Top of RECORDS TO PROCESS
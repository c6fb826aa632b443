// Copyright 2026 Course Harvest Contributors
// SPDX-License-Identifier: Apache-2.0

//! Chromium-based page driver using chromiumoxide.

use super::{
    Download, DownloadTrigger, ElementRef, ElementSnapshot, NavigationResult, PageDriver,
    ScreenshotTarget, SessionCookie,
};
use crate::config::HarvestConfig;
use anyhow::{anyhow, bail, Context, Result};
use async_trait::async_trait;
use chromiumoxide::browser::{Browser, BrowserConfig};
use chromiumoxide::cdp::browser_protocol::browser::{
    DownloadProgressState, EventDownloadProgress, EventDownloadWillBegin,
    SetDownloadBehaviorBehavior, SetDownloadBehaviorParams,
};
use chromiumoxide::cdp::browser_protocol::network::{CookieParam, TimeSinceEpoch};
use chromiumoxide::cdp::browser_protocol::page::CaptureScreenshotFormat;
use chromiumoxide::element::Element;
use chromiumoxide::page::{Page, ScreenshotParams};
use futures::StreamExt;
use serde::Deserialize;
use std::collections::BTreeMap;
use std::path::{Path, PathBuf};
use std::time::{Duration, Instant};
use tokio::task::JoinHandle;

/// Find the Chromium binary path.
pub fn find_chromium() -> Option<PathBuf> {
    // 1. HARVEST_CHROMIUM_PATH env
    if let Ok(p) = std::env::var("HARVEST_CHROMIUM_PATH") {
        let path = PathBuf::from(&p);
        if path.exists() {
            return Some(path);
        }
    }

    // 2. System PATH
    for name in ["google-chrome", "chromium", "chromium-browser"] {
        if let Ok(path) = which::which(name) {
            return Some(path);
        }
    }

    // 3. Common macOS location
    if cfg!(target_os = "macos") {
        let common =
            PathBuf::from("/Applications/Google Chrome.app/Contents/MacOS/Google Chrome");
        if common.exists() {
            return Some(common);
        }
    }

    None
}

/// Shape returned by the snapshot script.
#[derive(Debug, Deserialize)]
struct RawSnapshot {
    tag: String,
    classes: Vec<String>,
    attributes: BTreeMap<String, String>,
    text: String,
    inner_html: String,
    outer_html: String,
}

/// One Chromium tab driven over CDP.
pub struct ChromiumDriver {
    browser: Browser,
    page: Page,
    handler: JoinHandle<()>,
    nav_timeout: Duration,
}

impl ChromiumDriver {
    /// Launch Chromium and open a blank tab.
    pub async fn launch(config: &HarvestConfig) -> Result<Self> {
        let chrome_path = config
            .chromium_path
            .clone()
            .or_else(find_chromium)
            .context("Chromium not found. Set `chromium_path` or HARVEST_CHROMIUM_PATH.")?;

        let mut builder = BrowserConfig::builder()
            .chrome_executable(chrome_path)
            .window_size(1366, 900)
            .arg("--disable-gpu")
            .arg("--no-sandbox")
            .arg("--disable-dev-shm-usage")
            .arg("--disable-extensions");
        builder = if config.headless {
            builder.new_headless_mode()
        } else {
            builder.with_head()
        };
        let browser_config = builder
            .build()
            .map_err(|e| anyhow!("failed to build browser config: {e}"))?;

        let (browser, mut handler) = Browser::launch(browser_config)
            .await
            .context("failed to launch Chromium")?;

        let handler = tokio::spawn(async move {
            while let Some(event) = handler.next().await {
                let _ = event;
            }
        });

        let page = browser
            .new_page("about:blank")
            .await
            .context("failed to create new page")?;

        Ok(Self {
            browser,
            page,
            handler,
            nav_timeout: config.timing.navigation_timeout(),
        })
    }

    /// Close the browser and stop the event handler.
    pub async fn shutdown(mut self) -> Result<()> {
        let _ = self.browser.close().await;
        let _ = self.browser.wait().await;
        self.handler.abort();
        Ok(())
    }

    async fn element(&self, element: &ElementRef) -> Result<Element> {
        let mut matches = self
            .page
            .find_elements(element.selector.as_str())
            .await
            .with_context(|| format!("failed to query {}", element.selector))?;
        if element.index >= matches.len() {
            bail!("{}[{}] not found", element.selector, element.index);
        }
        Ok(matches.swap_remove(element.index))
    }

    async fn enable_downloads(&self, dir: &Path) -> Result<()> {
        let params = SetDownloadBehaviorParams::builder()
            .behavior(SetDownloadBehaviorBehavior::AllowAndName)
            .download_path(dir.to_string_lossy().to_string())
            .events_enabled(true)
            .build()
            .map_err(|e| anyhow!("invalid download behavior: {e}"))?;
        self.browser
            .execute(params)
            .await
            .context("failed to enable downloads")?;
        Ok(())
    }
}

#[async_trait]
impl PageDriver for ChromiumDriver {
    async fn navigate(&mut self, url: &str) -> Result<NavigationResult> {
        let start = Instant::now();

        let result = tokio::time::timeout(self.nav_timeout, self.page.goto(url)).await;

        let elapsed_ms = start.elapsed().as_millis() as u64;

        match result {
            Ok(Ok(_)) => {
                let _ = self.page.wait_for_navigation().await;
                let final_url = self
                    .page
                    .url()
                    .await
                    .unwrap_or_default()
                    .unwrap_or_else(|| url.to_string());
                tracing::debug!(url, final_url = %final_url, elapsed_ms, "navigated");
                Ok(NavigationResult { final_url })
            }
            Ok(Err(e)) => bail!("navigation to {url} failed: {e}"),
            Err(_) => bail!(
                "navigation to {url} timed out after {}ms",
                self.nav_timeout.as_millis()
            ),
        }
    }

    async fn current_url(&self) -> Result<String> {
        let url = self
            .page
            .url()
            .await
            .context("failed to get URL")?
            .unwrap_or_default();
        Ok(url)
    }

    async fn query_selector_all(&self, selector: &str) -> Result<Vec<ElementSnapshot>> {
        let script = format!(
            r#"(() => Array.from(document.querySelectorAll({sel})).map(el => ({{
                tag: el.tagName.toLowerCase(),
                classes: Array.from(el.classList),
                attributes: Object.fromEntries(Array.from(el.attributes).map(a => [a.name, a.value])),
                text: el.innerText ?? el.textContent ?? "",
                inner_html: el.innerHTML,
                outer_html: el.outerHTML
            }})))()"#,
            sel = super::js_string(selector)
        );
        let raw: Vec<RawSnapshot> = self
            .page
            .evaluate(script)
            .await
            .with_context(|| format!("failed to query {selector}"))?
            .into_value()
            .map_err(|e| anyhow!("failed to decode snapshot of {selector}: {e:?}"))?;

        Ok(raw
            .into_iter()
            .enumerate()
            .map(|(index, r)| ElementSnapshot {
                handle: ElementRef::new(selector, index),
                tag: r.tag,
                classes: r.classes,
                attributes: r.attributes,
                text: r.text,
                inner_html: r.inner_html,
                outer_html: r.outer_html,
            })
            .collect())
    }

    async fn evaluate(&mut self, script: &str) -> Result<serde_json::Value> {
        let result = self
            .page
            .evaluate(script)
            .await
            .context("JS execution failed")?;
        Ok(result.value().cloned().unwrap_or(serde_json::Value::Null))
    }

    async fn click(&mut self, element: &ElementRef) -> Result<()> {
        self.element(element)
            .await?
            .click()
            .await
            .with_context(|| format!("failed to click {}", element.selector))?;
        Ok(())
    }

    async fn screenshot(&mut self, target: &ScreenshotTarget, path: &Path) -> Result<()> {
        if let Some(parent) = path.parent() {
            tokio::fs::create_dir_all(parent).await?;
        }
        match target {
            ScreenshotTarget::Element(element) => {
                self.element(element)
                    .await?
                    .save_screenshot(CaptureScreenshotFormat::Png, path)
                    .await
                    .with_context(|| format!("failed to capture {}", element.selector))?;
            }
            ScreenshotTarget::FullPage => {
                let params = ScreenshotParams::builder()
                    .format(CaptureScreenshotFormat::Png)
                    .full_page(true)
                    .build();
                self.page
                    .save_screenshot(params, path)
                    .await
                    .context("failed to capture page")?;
            }
        }
        Ok(())
    }

    async fn capture_download(
        &mut self,
        trigger: DownloadTrigger,
        staging_dir: &Path,
        timeout: Duration,
    ) -> Result<Option<Download>> {
        tokio::fs::create_dir_all(staging_dir).await?;
        let staging = tokio::fs::canonicalize(staging_dir).await?;
        self.enable_downloads(&staging).await?;

        let mut begins = self
            .browser
            .event_listener::<EventDownloadWillBegin>()
            .await?;
        let mut progress = self
            .browser
            .event_listener::<EventDownloadProgress>()
            .await?;

        match &trigger {
            DownloadTrigger::Navigate(url) => {
                // Chromium aborts the navigation once the response turns into a download.
                if let Err(e) = self.page.goto(url.as_str()).await {
                    tracing::debug!("navigation ended while downloading {url}: {e}");
                }
            }
            DownloadTrigger::Click(element) => self.click(element).await?,
        }

        let finished = tokio::time::timeout(timeout, async {
            let begin = begins.next().await?;
            while let Some(event) = progress.next().await {
                if event.guid != begin.guid {
                    continue;
                }
                match event.state {
                    DownloadProgressState::Completed => return Some(begin),
                    DownloadProgressState::Canceled => return None,
                    _ => {}
                }
            }
            None
        })
        .await;

        match finished {
            Ok(Some(begin)) => {
                let suggested = begin.suggested_filename.trim();
                Ok(Some(Download {
                    suggested_filename: (!suggested.is_empty()).then(|| suggested.to_string()),
                    path: staging.join(&begin.guid),
                }))
            }
            Ok(None) => Ok(None),
            Err(_) => {
                tracing::warn!(?trigger, "no download finished within {}ms", timeout.as_millis());
                Ok(None)
            }
        }
    }

    async fn cookies(&self) -> Result<Vec<SessionCookie>> {
        let cookies = self
            .page
            .get_cookies()
            .await
            .context("failed to read cookies")?;
        Ok(cookies
            .into_iter()
            .map(|c| SessionCookie {
                name: c.name,
                value: c.value,
                domain: c.domain,
                path: c.path,
                expires: Some(c.expires),
                http_only: c.http_only,
                secure: c.secure,
            })
            .collect())
    }

    async fn set_cookies(&mut self, cookies: &[SessionCookie]) -> Result<()> {
        let mut params = Vec::with_capacity(cookies.len());
        for c in cookies {
            let mut builder = CookieParam::builder()
                .name(c.name.clone())
                .value(c.value.clone())
                .domain(c.domain.clone())
                .path(c.path.clone())
                .secure(c.secure)
                .http_only(c.http_only);
            if let Some(expires) = c.expires.filter(|e| *e > 0.0) {
                builder = builder.expires(TimeSinceEpoch::new(expires));
            }
            params.push(
                builder
                    .build()
                    .map_err(|e| anyhow!("invalid cookie {}: {e}", c.name))?,
            );
        }
        self.page
            .set_cookies(params)
            .await
            .context("failed to set cookies")?;
        Ok(())
    }
}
Bottom of RECORDS TO PROCESS
▶ **YOUR GOAL**
When a line of the records has the word "CaptureScreenshotFormat", pick it out and copy it.

▶ **WRITTEN RESPONSE**
use chromiumoxide::cdp::browser_protocol::page::CaptureScreenshotFormat;
                    .save_screenshot(CaptureScreenshotFormat::Png, path)
                    .format(CaptureScreenshotFormat::Png)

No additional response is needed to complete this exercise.